While the full list of cities which met the September 12 deadline for expressions of interest will remain a closely guarded secret until Michel Platini, the president of UEFA, announces them tomorrow lunchtime, a delegation from the Scottish Football Association has travelled to Croatia in the hope that Hampden will be considered for a package of last 16 and group matches. This is despite the national stadium having only a quarter of the 80 required hospitality/broadcast boxes demanded in the bid documents. Those countries not inclined to withdraw gracefully from the process will be invited to prepare a bid dossier for April, ahead of the chosen venues being appointed this time next year.
"We have submitted a letter before the deadline and we have said we would still like to keep our hat in the ring," said Stewart Regan, the SFA chief executive, recently. "However, based on the bid dossier that was sent out we are non-compliant. The deadline for actual bids is in April and we're seeking information back from them on whether we should still proceed."

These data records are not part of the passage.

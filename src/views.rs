// Copyright (c) 2025-2026 Adrian Robinson. Licensed under the AGPL-3.0.
// See LICENSE file in the project root for full license text.

//! Per-paper view counting.
//!
//! Every access bumps a fast-tier counter (`paper_views:{id}`) with one
//! atomic `INCR`. The durable `views` field only moves when the
//! reconciliation sweep folds those counters in, so the live total is the
//! durable baseline plus whatever delta is still pending:
//!
//! ```text
//! access ──INCR──→ paper_views:{id} = delta      (fast tier)
//!        ──read──→ papers.views      = baseline  (durable tier)
//!        ←─────── baseline + delta
//! ```
//!
//! The total is an estimate. While a sweep is between its commit and its
//! clear, the same delta can be visible in both tiers for a moment.

use std::sync::Arc;

use tracing::{debug, warn};

use crate::metrics;
use crate::records::Paper;
use crate::storage::traits::{DurableStore, FastStore};

/// Namespace of view counter keys in the fast tier.
pub const VIEW_KEY_PREFIX: &str = "paper_views:";

/// Fast-tier key holding the pending delta of `item_id`.
#[must_use]
pub fn key_for(item_id: &str) -> String {
    format!("{}{}", VIEW_KEY_PREFIX, item_id)
}

/// Item id encoded in a view counter key, if it is one.
#[must_use]
pub fn item_id_from_key(key: &str) -> Option<&str> {
    key.strip_prefix(VIEW_KEY_PREFIX).filter(|id| !id.is_empty())
}

/// Live view total: reconciled baseline plus pending fast-tier delta.
#[derive(Debug, Clone, Copy, PartialEq, Eq)]
pub struct ViewTotal {
    /// `views` as last reconciled into the durable tier
    pub baseline: u64,
    /// Fast-tier delta after this access, `None` if the increment failed
    pub pending: Option<i64>,
}

impl ViewTotal {
    #[must_use]
    pub fn total(&self) -> u64 {
        self.baseline + self.pending.unwrap_or(0).max(0) as u64
    }

    /// Whether this access was counted.
    #[must_use]
    pub fn counted(&self) -> bool {
        self.pending.is_some()
    }
}

/// A paper as returned to a viewer, with its live view total.
#[derive(Debug, Clone, PartialEq, Eq)]
pub struct ViewedPaper {
    pub paper: Paper,
    pub views: ViewTotal,
}

pub struct ViewCounter {
    fast: Arc<dyn FastStore>,
    durable: Arc<dyn DurableStore>,
}

impl ViewCounter {
    pub fn new(fast: Arc<dyn FastStore>, durable: Arc<dyn DurableStore>) -> Self {
        Self { fast, durable }
    }

    /// Count one access to `item_id` and load the paper with its live total.
    ///
    /// Returns `None` when no such paper exists or the durable baseline
    /// cannot be read; either way the caller answers "not found". A fast-tier
    /// failure only loses this one count (`pending: None`); the increment is
    /// never retried. A counted increment stays pending for the next sweep
    /// even when the durable read then fails.
    pub async fn record_access(&self, item_id: &str) -> Option<ViewedPaper> {
        let pending = match self.fast.incr(&key_for(item_id)).await {
            Ok(delta) => {
                metrics::record_view_increment("counted");
                Some(delta)
            }
            Err(e) => {
                metrics::record_view_increment("skipped");
                warn!(item_id, error = %e, "View increment failed, access not counted");
                None
            }
        };

        let paper = match self.durable.get_paper(item_id).await {
            Ok(Some(paper)) => paper,
            Ok(None) => {
                debug!(item_id, "View recorded for unknown paper");
                return None;
            }
            Err(e) => {
                warn!(item_id, error = %e, "Durable baseline read failed, reporting paper as not found");
                return None;
            }
        };

        let views = ViewTotal {
            baseline: paper.views,
            pending,
        };
        Some(ViewedPaper { paper, views })
    }
}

While UEFA insist such matters will be conducted in a calculated, dispassionate manner, the situation is complicated yet further by claims of promises made by Platini to the Turkish FA. Specifically, in an incident which has echoes of Sepp Blatter's alleged support for South Africa hosting the 2006 World Cup, Emre Alkin, the general secretary of the Turkish Football Federation, has alleged that, in January, the Frenchman explicitly promised the soon-to-be enlarged Ataturk Stadium in Istanbul the package for the semi-finals and finals. "It is all about the promises and Mr Platini in a face -to-face conversation promised us — and I underline that, promised us — that if we don't get the Olympic Games we will surely have the final package," Alkin said.

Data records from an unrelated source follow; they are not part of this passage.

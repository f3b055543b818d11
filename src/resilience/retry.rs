// Copyright (c) 2025-2026 Adrian Robinson. Licensed under the AGPL-3.0.
// See LICENSE file in the project root for full license text.

//! Retry with exponential backoff for idempotent backend calls.
//!
//! Counter increments are NOT routed through here: a retried `INCR` whose
//! first attempt actually landed would count one access twice.
//!
//! # Example
//!
//! ```
//! use paper_sync::RetryConfig;
//!
//! // Connecting at startup: fail fast on a bad URL
//! assert_eq!(RetryConfig::startup().max_retries, Some(5));
//!
//! // Request path: a couple of quick attempts, then give up
//! assert_eq!(RetryConfig::query().max_retries, Some(3));
//!
//! // Sweep scans and reads: fewer, slower attempts; the next tick retries anyway
//! assert_eq!(RetryConfig::sweep().max_retries, Some(2));
//! ```

use std::future::Future;
use std::time::Duration;

use tokio::time::sleep;
use tracing::{info, warn};

/// Backoff policy. `max_retries: None` retries forever.
#[derive(Debug, Clone)]
pub struct RetryConfig {
    pub initial_delay: Duration,
    pub max_delay: Duration,
    pub factor: f64,
    pub max_retries: Option<usize>,
}

impl Default for RetryConfig {
    fn default() -> Self {
        Self::query()
    }
}

impl RetryConfig {
    /// Initial connection: 5 attempts, roughly 5 seconds end to end.
    #[must_use]
    pub fn startup() -> Self {
        Self {
            max_retries: Some(5),
            initial_delay: Duration::from_millis(200),
            max_delay: Duration::from_secs(2),
            factor: 2.0,
        }
    }

    /// Request-path reads and writes: 3 quick attempts.
    #[must_use]
    pub fn query() -> Self {
        Self {
            max_retries: Some(3),
            initial_delay: Duration::from_millis(50),
            max_delay: Duration::from_millis(500),
            factor: 2.0,
        }
    }

    /// Reconciliation scans and reads. A failed sweep is retried by the
    /// next tick, so two attempts are enough.
    #[must_use]
    pub fn sweep() -> Self {
        Self {
            max_retries: Some(2),
            initial_delay: Duration::from_millis(500),
            max_delay: Duration::from_secs(5),
            factor: 2.0,
        }
    }

    /// Single attempt.
    #[must_use]
    pub fn none() -> Self {
        Self {
            max_retries: Some(1),
            initial_delay: Duration::ZERO,
            max_delay: Duration::ZERO,
            factor: 1.0,
        }
    }

    #[cfg(test)]
    pub fn test() -> Self {
        Self {
            max_retries: Some(3),
            initial_delay: Duration::from_millis(1),
            max_delay: Duration::from_millis(10),
            factor: 2.0,
        }
    }

    /// Delay after `delay`, capped at `max_delay`.
    #[must_use]
    pub fn next_delay(&self, delay: Duration) -> Duration {
        delay.mul_f64(self.factor).min(self.max_delay)
    }
}

/// Run `operation` until it succeeds or the attempt budget is spent.
pub async fn retry<F, Fut, T, E>(
    operation_name: &str,
    config: &RetryConfig,
    mut operation: F,
) -> Result<T, E>
where
    F: FnMut() -> Fut,
    Fut: Future<Output = Result<T, E>>,
    E: std::fmt::Display,
{
    let mut delay = config.initial_delay;
    let mut attempts = 0usize;

    loop {
        match operation().await {
            Ok(val) => {
                if attempts > 0 {
                    info!(operation = operation_name, retries = attempts, "Operation succeeded after retry");
                }
                return Ok(val);
            }
            Err(err) => {
                attempts += 1;

                if let Some(max) = config.max_retries {
                    if attempts >= max {
                        return Err(err);
                    }
                }

                warn!(
                    operation = operation_name,
                    attempt = attempts,
                    max_attempts = ?config.max_retries,
                    error = %err,
                    next_retry = ?delay,
                    "Operation failed, retrying"
                );

                sleep(delay).await;
                delay = config.next_delay(delay);
            }
        }
    }
}
//! # Paper Sync
//!
//! Dual-store consistency layer for a paper repository: a fast ephemeral
//! tier (Redis) kept consistent with a slower durable tier (SQL).
//!
//! ## Architecture
//!
//! ```text
//! ┌─────────────────────────────────────────────────────────────┐
//! │                       PaperService                          │
//! │  • signup / find_user / upload_paper                       │
//! │  • search_papers (read-through) / view_paper (counted)     │
//! └─────────────────────────────────────────────────────────────┘
//!          │                  │                   │
//!   SearchCache          ViewCounter        UsernameRegistry
//!   search:{q}:{f}:{o}   INCR paper_views:  HSET usernames
//!          │                  │                   │
//!          ▼                  ▼                   ▼
//! ┌─────────────────────────────────────────────────────────────┐
//! │                  Fast tier (FastStore)                      │
//! │  • TTL'd search payloads, view deltas, username hash       │
//! └─────────────────────────────────────────────────────────────┘
//!                              │
//!              ReconciliationScheduler (every 10 min)
//!              SCAN → bulk $inc views → settle/delete
//!                              ▼
//! ┌─────────────────────────────────────────────────────────────┐
//! │                 Durable tier (DurableStore)                 │
//! │  • papers (views = reconciled total), users (unique keys)  │
//! └─────────────────────────────────────────────────────────────┘
//! ```
//!
//! ## Quick Start
//!
//! ```rust,no_run
//! use std::sync::Arc;
//! use paper_sync::{PaperService, PaperSyncConfig};
//! use paper_sync::records::NewPaper;
//! use paper_sync::storage::memory::{InMemoryDurableStore, InMemoryFastStore};
//!
//! #[tokio::main]
//! async fn main() {
//!     let config = PaperSyncConfig::default();
//!     let service = PaperService::new(
//!         Arc::new(InMemoryFastStore::new()),
//!         Arc::new(InMemoryDurableStore::new()),
//!         &config,
//!     );
//!     service.start().expect("scheduler not yet running");
//!
//!     let paper = service
//!         .upload_paper(
//!             NewPaper {
//!                 title: "Counting at scale".into(),
//!                 authors: vec!["A. Author".into()],
//!                 abstract_text: "...".into(),
//!                 publication_date: "2024-03-01".into(),
//!                 journal_conference: None,
//!                 keywords: vec!["counters".into()],
//!             },
//!             "uploader",
//!         )
//!         .await
//!         .expect("upload");
//!
//!     let viewed = service.view_paper(&paper.id).await.expect("view");
//!     assert_eq!(viewed.views.total(), 1);
//!
//!     service.shutdown().await;
//! }
//! ```
//!
//! ## Modules
//!
//! - [`service`]: the [`PaperService`] façade
//! - [`search`]: query shape and [`SearchCache`](search::SearchCache)
//! - [`views`]: [`ViewCounter`](views::ViewCounter)
//! - [`registry`]: [`UsernameRegistry`](registry::UsernameRegistry)
//! - [`reconcile`]: [`ReconciliationScheduler`](reconcile::ReconciliationScheduler)
//! - [`storage`]: tier traits plus Redis, SQL and in-memory backends
//! - [`resilience`]: circuit breakers and retry logic

pub mod config;
pub mod metrics;
pub mod reconcile;
pub mod records;
pub mod registry;
pub mod resilience;
pub mod search;
pub mod service;
pub mod storage;
pub mod views;

pub use config::{ClearMode, PaperSyncConfig};
pub use metrics::LatencyTimer;
pub use reconcile::{ReconciliationScheduler, SchedulerError, SweepConfig, SweepError, SweepPhase, SweepReport};
pub use registry::UsernameRegistry;
pub use resilience::circuit_breaker::{CircuitBreaker, CircuitConfig, CircuitError};
pub use resilience::retry::RetryConfig;
pub use search::{SearchCache, SearchQuery, SearchResponse};
pub use service::{PaperService, ServiceError};
pub use storage::traits::{DurableStore, FastStore, StorageError};
pub use views::{ViewCounter, ViewTotal, ViewedPaper};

Platini's apparent support for Turkey originates from sympathy over their loss of Euro 2016 by seven votes to six to his native France, but was complicated rather by the Turkish government's decision to change tack and bid to the IOC for the summer Olympics in the same year, They subsequently lost to Tokyo in that race. In the midst of this process, alternative bids for the tournament as a whole were first encouraged from Scotland/Republic of Ireland and then Georgia/Azerbaijan, before the 'EURO for Europe' plan was unveiled.

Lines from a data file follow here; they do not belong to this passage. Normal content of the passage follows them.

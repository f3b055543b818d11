use std::time::Duration;

use async_trait::async_trait;
use thiserror::Error;

use crate::records::{Paper, PaperSummary, User};
use crate::search::SearchQuery;

#[derive(Error, Debug, Clone, PartialEq, Eq)]
pub enum StorageError {
    #[error("Item not found")]
    NotFound,
    #[error("Storage backend error: {0}")]
    Backend(String),
    /// Unique constraint violation in the durable tier.
    #[error("Duplicate value for unique field '{field}'")]
    Duplicate { field: String },
    #[error("Serialization error: {0}")]
    Serialization(String),
    /// Circuit breaker is open for this tier; the call was not attempted.
    #[error("Storage tier unavailable: {0}")]
    Unavailable(String),
}

impl StorageError {
    #[must_use]
    pub fn is_duplicate(&self) -> bool {
        matches!(self, Self::Duplicate { .. })
    }
}

/// One page of a prefix scan.
///
/// `cursor == 0` means the scan is complete. A key may show up on more
/// than one page (Redis `SCAN` semantics), so consumers must tolerate repeats.
#[derive(Debug, Clone, Default, PartialEq, Eq)]
pub struct ScanPage {
    pub cursor: u64,
    pub keys: Vec<String>,
}

impl ScanPage {
    #[must_use]
    pub fn is_last(&self) -> bool {
        self.cursor == 0
    }
}

/// Subtract `amount` from counter `key`, deleting it once it reaches zero.
#[derive(Debug, Clone, PartialEq, Eq)]
pub struct CounterSettlement {
    pub key: String,
    pub amount: i64,
}

/// Fold `delta` into the durable `views` total of `item_id`.
#[derive(Debug, Clone, PartialEq, Eq)]
pub struct ViewIncrement {
    pub item_id: String,
    pub delta: u64,
}

/// Outcome of a bulk view increment.
#[derive(Debug, Clone, Copy, Default, PartialEq, Eq)]
pub struct BulkUpdateResult {
    /// Increments submitted
    pub requested: usize,
    /// Increments that hit an existing record (the rest were no-ops)
    pub matched: usize,
}

/// Ephemeral, low-latency key-value tier (Redis in production).
///
/// Keys passed in are logical keys: implementations apply their own
/// namespace prefix and strip it again from scan results.
#[async_trait]
pub trait FastStore: Send + Sync {
    async fn get(&self, key: &str) -> Result<Option<String>, StorageError>;

    /// Write `value` with an expiry enforced by the tier itself.
    async fn set_with_ttl(&self, key: &str, value: &str, ttl: Duration) -> Result<(), StorageError>;

    /// Atomically increment an integer key (created at 0), returning the new value.
    ///
    /// Not idempotent: implementations must not retry this call.
    async fn incr(&self, key: &str) -> Result<i64, StorageError>;

    /// Enumerate keys starting with `prefix`, one page per call.
    /// Start with `cursor = 0`; `count` is a page size hint.
    async fn scan_prefix(&self, prefix: &str, cursor: u64, count: usize) -> Result<ScanPage, StorageError>;

    /// Read many keys at once. Result order matches `keys`.
    /// Default implementation falls back to sequential gets.
    async fn get_many(&self, keys: &[String]) -> Result<Vec<Option<String>>, StorageError> {
        let mut values = Vec::with_capacity(keys.len());
        for key in keys {
            values.push(self.get(key).await?);
        }
        Ok(values)
    }

    /// Delete keys, returning how many existed.
    async fn delete_many(&self, keys: &[String]) -> Result<u64, StorageError>;

    /// Atomically subtract each settlement amount and delete counters that
    /// reach zero. Missing keys are skipped. Returns the number of keys deleted.
    async fn settle_counters(&self, settlements: &[CounterSettlement]) -> Result<u64, StorageError>;

    async fn hash_exists(&self, hash: &str, field: &str) -> Result<bool, StorageError>;

    async fn hash_set(&self, hash: &str, field: &str, value: &str) -> Result<(), StorageError>;
}

/// Authoritative document store (SQL in production).
#[async_trait]
pub trait DurableStore: Send + Sync {
    async fn get_paper(&self, id: &str) -> Result<Option<Paper>, StorageError>;

    async fn insert_paper(&self, paper: &Paper) -> Result<(), StorageError>;

    /// Point read by username (case-insensitive).
    async fn find_user_by_username(&self, username: &str) -> Result<Option<User>, StorageError>;

    /// Insert a user, failing with [`StorageError::Duplicate`] when the
    /// normalized username or e-mail is already taken.
    async fn insert_user(&self, user: &User) -> Result<(), StorageError>;

    /// Apply all increments as one bulk operation. Ids without a record are
    /// skipped silently. Either every matching record is updated or none is.
    async fn bulk_increment_views(&self, increments: &[ViewIncrement]) -> Result<BulkUpdateResult, StorageError>;

    /// Case-insensitive text search over title, abstract and keywords.
    async fn search_papers(&self, query: &SearchQuery) -> Result<Vec<PaperSummary>, StorageError>;
}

Turkey are bidding only for the semi-finals and finals, with reports that both England (Wembley) and Germany (Allianz Arena, Munich) are likely to leave them to it and settle only for one of the group stage/quarter finals packages instead. In addition, Belgrade, Budapest, Sofia, Prague, Basle, Athens, Stockholm, Oslo, Amsterdam, St Petersburg, Jerusalem, Baku, Minsk, Lisbon, Porto, Athens, Helsinki, Brussels, Tbilisi, Zagreb and even Skopje are all thought to be in the running.
If the SFA are to be unsuccessful, they are hopeful of hosting the 2017 women's European Championships instead.